China plans to widen market access for medical care, education, elderly care, culture, sports and other social undertakings.
An array of new policies will soon be issued to enable a bigger role for private investment in the social sectors. The measures were approved on Feb 22 at the State Council’s executive meeting, chaired by Premier Li Keqiang.
The year 2016 saw China’s continuing efforts in boosting private investment. The new regulation is the latest push to channel investments to particular sectors where new economic drivers are burgeoning.
More private investment in education, medical care, sports, culture and entertainment sectors will greatly diversify service supplies, which is also part of the country’s supply-side economic reform.
“China’s economic and social development are still progressing unevenly, with weak links mainly in areas like the service sector. It is necessary to boost development from the supply side in order to meet growing public demand,” Premier Li said.
He stressed the country still has huge potential in investment in the social sector.
A set of support policies will come out to boost investment in the social sector, which was decided at the meeting.
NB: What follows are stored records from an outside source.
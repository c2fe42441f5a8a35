// This Source Code Form is subject to the terms of the Mozilla Public License, v2.0.
// If a copy of the MPL was not distributed with this file, You can obtain one at
// <https://mozilla.org/MPL/2.0/>.
//
// SPDX-License-Identifier: MPL-2.0

use gst::glib;
use gst::glib::Properties;
use gst::prelude::*;
use gst::subclass::prelude::*;
use gst_base::prelude::*;
use gst_base::subclass::base_transform::GenerateOutputSuccess;
use gst_base::subclass::prelude::*;
use gst_video::prelude::*;

use std::sync::{Arc, LazyLock, Mutex};

use super::Method;
use crate::caps::{self, MemoryFeature, VaVideoInfo};
use crate::deinterlace::DeinterlaceWindow;
use crate::device::Entrypoint;
use crate::display::{self, VaDisplay};
use crate::filter::Filter;
use crate::importer::{BufferImporter, CachedPoolProvider, ImportError, ImportedBuffer};
use crate::negotiate::{self, AllocationRequest, ConsumerKind, Negotiator};
use crate::sample::Sample;

static CAT: LazyLock<gst::DebugCategory> = LazyLock::new(|| {
    gst::DebugCategory::new(
        "vadeinterlace",
        gst::DebugColorFlags::empty(),
        Some("VA deinterlacer"),
    )
});

/// Outcome of rendering the next field of the window.
enum Field {
    Rendered(gst::Buffer),
    /// The device failed on it.
    Failed,
    /// Nothing left to render until more input arrives.
    Pending,
}

#[derive(Default)]
struct State {
    filter: Option<Arc<Filter>>,
    window: DeinterlaceWindow<ImportedBuffer>,
    in_info: Option<VaVideoInfo>,
    out_info: Option<VaVideoInfo>,
    reconfigure: bool,
}

#[derive(Properties)]
#[properties(wrapper_type = super::VaDeinterlace)]
pub struct VaDeinterlace {
    #[property(
        name = "method",
        nick = "Method",
        blurb = "Deinterlace Method",
        get,
        set = Self::set_method,
        builder(Method::Bob)
    )]
    method: Mutex<Method>,
    state: Mutex<State>,
    display: Mutex<Option<VaDisplay>>,
    negotiator: Mutex<Negotiator>,
    import_pool: CachedPoolProvider,
}

impl Default for VaDeinterlace {
    fn default() -> Self {
        VaDeinterlace {
            method: Mutex::new(Method::default()),
            state: Mutex::new(State::default()),
            display: Mutex::new(None),
            negotiator: Mutex::new(Negotiator::new(ConsumerKind::Transform)),
            import_pool: CachedPoolProvider::new(),
        }
    }
}

impl VaDeinterlace {
    fn set_method(&self, method: Method) {
        gst::info!(CAT, imp = self, "Changing method to {:?}", method);
        *self.method.lock().unwrap() = method;
        self.state.lock().unwrap().reconfigure = true;
    }

    fn filter(&self) -> Option<Arc<Filter>> {
        self.state.lock().unwrap().filter.clone()
    }

    fn display(&self) -> Option<VaDisplay> {
        self.display.lock().unwrap().clone()
    }

    /// Queues the deinterlacing filter for the current method and sizes
    /// the reference window after it.
    fn configure_window(&self, state: &mut State) -> Result<(), gst::ErrorMessage> {
        let method = *self.method.lock().unwrap();
        let Some(filter) = state.filter.clone() else {
            return Ok(());
        };
        state.reconfigure = false;

        if let Err(err) = filter.drop_filter_buffers() {
            gst::warning!(CAT, imp = self, "Failed to drop filters: {}", err);
        }
        let (forward, backward) = filter.add_deinterlace_buffer(method.into()).map_err(|err| {
            gst::error_msg!(
                gst::StreamError::Failed,
                ["Can't deinterlace with {:?}: {}", method, err]
            )
        })?;
        state
            .window
            .configure(forward, backward)
            .map_err(|err| gst::error_msg!(gst::StreamError::Failed, ["{}", err]))?;

        gst::info!(
            CAT,
            imp = self,
            "Deinterlacing with {:?}, {} forward and {} backward references",
            method,
            forward,
            backward
        );
        Ok(())
    }

    fn reconfigure_if_needed(&self) -> Result<(), gst::FlowError> {
        {
            let mut state = self.state.lock().unwrap();
            if !state.reconfigure {
                return Ok(());
            }
            self.configure_window(&mut state).map_err(|err| {
                self.post_error_message(err);
                gst::FlowError::Error
            })?;
        }

        // The window depth, and with it the latency, may have changed
        let _ = self
            .obj()
            .post_message(gst::message::Latency::builder().src(&*self.obj()).build());
        Ok(())
    }

    /// Imports `inbuf` and adds it to the reference window.
    fn queue_input(&self, inbuf: gst::Buffer) -> Result<(), gst::FlowError> {
        self.reconfigure_if_needed()?;

        let (filter, in_info) = {
            let state = self.state.lock().unwrap();
            match (&state.filter, &state.in_info) {
                (Some(filter), Some(in_info)) => (filter.clone(), in_info.clone()),
                _ => {
                    gst::element_imp_error!(
                        self,
                        gst::CoreError::NotImplemented,
                        ["Unknown format"]
                    );
                    return Err(gst::FlowError::NotNegotiated);
                }
            }
        };
        let display = filter.display().clone();

        let obj = self.obj();
        let importer = BufferImporter {
            element: obj.upcast_ref(),
            display: &display,
            info: &in_info,
            entrypoint: Entrypoint::VideoProc,
            direction: gst::PadDirection::Sink,
            provider: &self.import_pool,
        };
        let imported = match importer.import(&inbuf) {
            Ok(imported) => imported,
            Err(ImportError::InvalidBuffer) => return Ok(()),
            Err(ImportError::Flow(err)) => return Err(err),
        };

        let reverse = obj.segment().rate() < 0.0;
        let mut state = self.state.lock().unwrap();
        state.window.set_reverse(reverse);
        state.window.push(imported);

        Ok(())
    }

    fn render_field(&self) -> Result<Field, gst::FlowError> {
        let (job, filter, out_info) = {
            let mut state = self.state.lock().unwrap();
            let Some(job) = state.window.next_field() else {
                return Ok(Field::Pending);
            };
            match (&state.filter, &state.out_info) {
                (Some(filter), Some(out_info)) => (job, filter.clone(), out_info.clone()),
                _ => return Err(gst::FlowError::NotNegotiated),
            }
        };

        let negotiated = self
            .negotiator
            .lock()
            .unwrap()
            .negotiated()
            .cloned()
            .ok_or(gst::FlowError::NotNegotiated)?;
        let mut outbuf = negotiated.acquire_surface_buffer()?;
        let surface = filter
            .display()
            .buffer_surface(&outbuf)
            .ok_or(gst::FlowError::Error)?;

        let result = {
            let forward = job.forward.iter().map(ImportedBuffer::surface).collect();
            let backward = job.backward.iter().map(ImportedBuffer::surface).collect();
            let src = Sample::from_imported(&job.current)
                .with_flags(job.field)
                .with_references(forward, backward);
            let dst = Sample::new(&outbuf, surface);
            filter.process(&src, &dst)
        };

        if let Err(err) = result {
            gst::element_imp_error!(
                self,
                gst::LibraryError::Failed,
                ["Failed to deinterlace field: {}", err]
            );
            return Ok(Field::Failed);
        }

        {
            let outref = outbuf.make_mut();
            outref.set_pts(job.pts);
            outref.set_duration(job.duration);
            outref.unset_video_flags(
                gst_video::VideoBufferFlags::INTERLACED
                    | gst_video::VideoBufferFlags::TFF
                    | gst_video::VideoBufferFlags::RFF
                    | gst_video::VideoBufferFlags::ONEFIELD,
            );
        }
        gst::trace!(
            CAT,
            imp = self,
            "{} field at {:?} of {}x{}",
            if job.second_field { "Second" } else { "First" },
            job.pts,
            out_info.width(),
            out_info.height()
        );

        negotiated.output_buffer(outbuf).map(Field::Rendered)
    }
}
// This Source Code Form is subject to the terms of the Mozilla Public License, v2.0.
// If a copy of the MPL was not distributed with this file, You can obtain one at
// <https://mozilla.org/MPL/2.0/>.
//
// SPDX-License-Identifier: MPL-2.0

/**
 * element-vacompositor:
 *
 * Composes its inputs into one output with the video processing entrypoint
 * of a VA device. Each input is placed, scaled and blended according to the
 * properties of its pad.
 *
 * ## Example launch line
 * ```
 * gst-launch-1.0 vacompositor name=c sink_1::xpos=320 sink_1::alpha=0.5 ! autovideosink videotestsrc ! c. videotestsrc pattern=ball ! c.
 * ```
 *
 * Since: plugins-rs-0.14.0
 */
use gst::glib;
use gst::prelude::*;

mod imp;
mod pad;

glib::wrapper! {
    pub struct VaCompositor(ObjectSubclass<imp::VaCompositor>) @extends gst_video::VideoAggregator, gst_base::Aggregator, gst::Element, gst::Object, @implements gst::ChildProxy;
}

glib::wrapper! {
    pub struct VaCompositorPad(ObjectSubclass<pad::VaCompositorPad>) @extends gst_video::VideoAggregatorPad, gst_base::AggregatorPad, gst::Pad, gst::Object;
}

pub fn register(plugin: &gst::Plugin) -> Result<(), glib::BoolError> {
    gst::Element::register(
        Some(plugin),
        "vacompositor",
        gst::Rank::NONE,
        VaCompositor::static_type(),
    )
}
Private investors will be encouraged to work with the government in areas of medical care, nursing homes for the elderly, education, culture and sports, with corresponding administrative services being streamlined.
Public Private Partnerships (PPP) will be widely encouraged. The government also encourages setting up investment funds based on private investment.
Financing channels will also be provided to help micro and small businesses to invest in these sectors. The government also calls for stronger IPR protection as well as a more comprehensive risk-control system compatible with great openness. Favorable policies in land use and relaxed taxation for private investors will be put in place.
Internet Plus will be widely applied in medical care, nursing homes and tourism to balance information sharing and credit rating.
Premier Li stressed that non-essential services, which are still heavily supervised, need to be open to private investment.
He said that the government should attain a better balance between power delegation and regulation with an open mind. Thresholds may be lowered, but the market should still function in an orderly manner.
“Areas with most pressing demand and under most focused attention should be prioritized to deliver tangible results,” Premier Li said.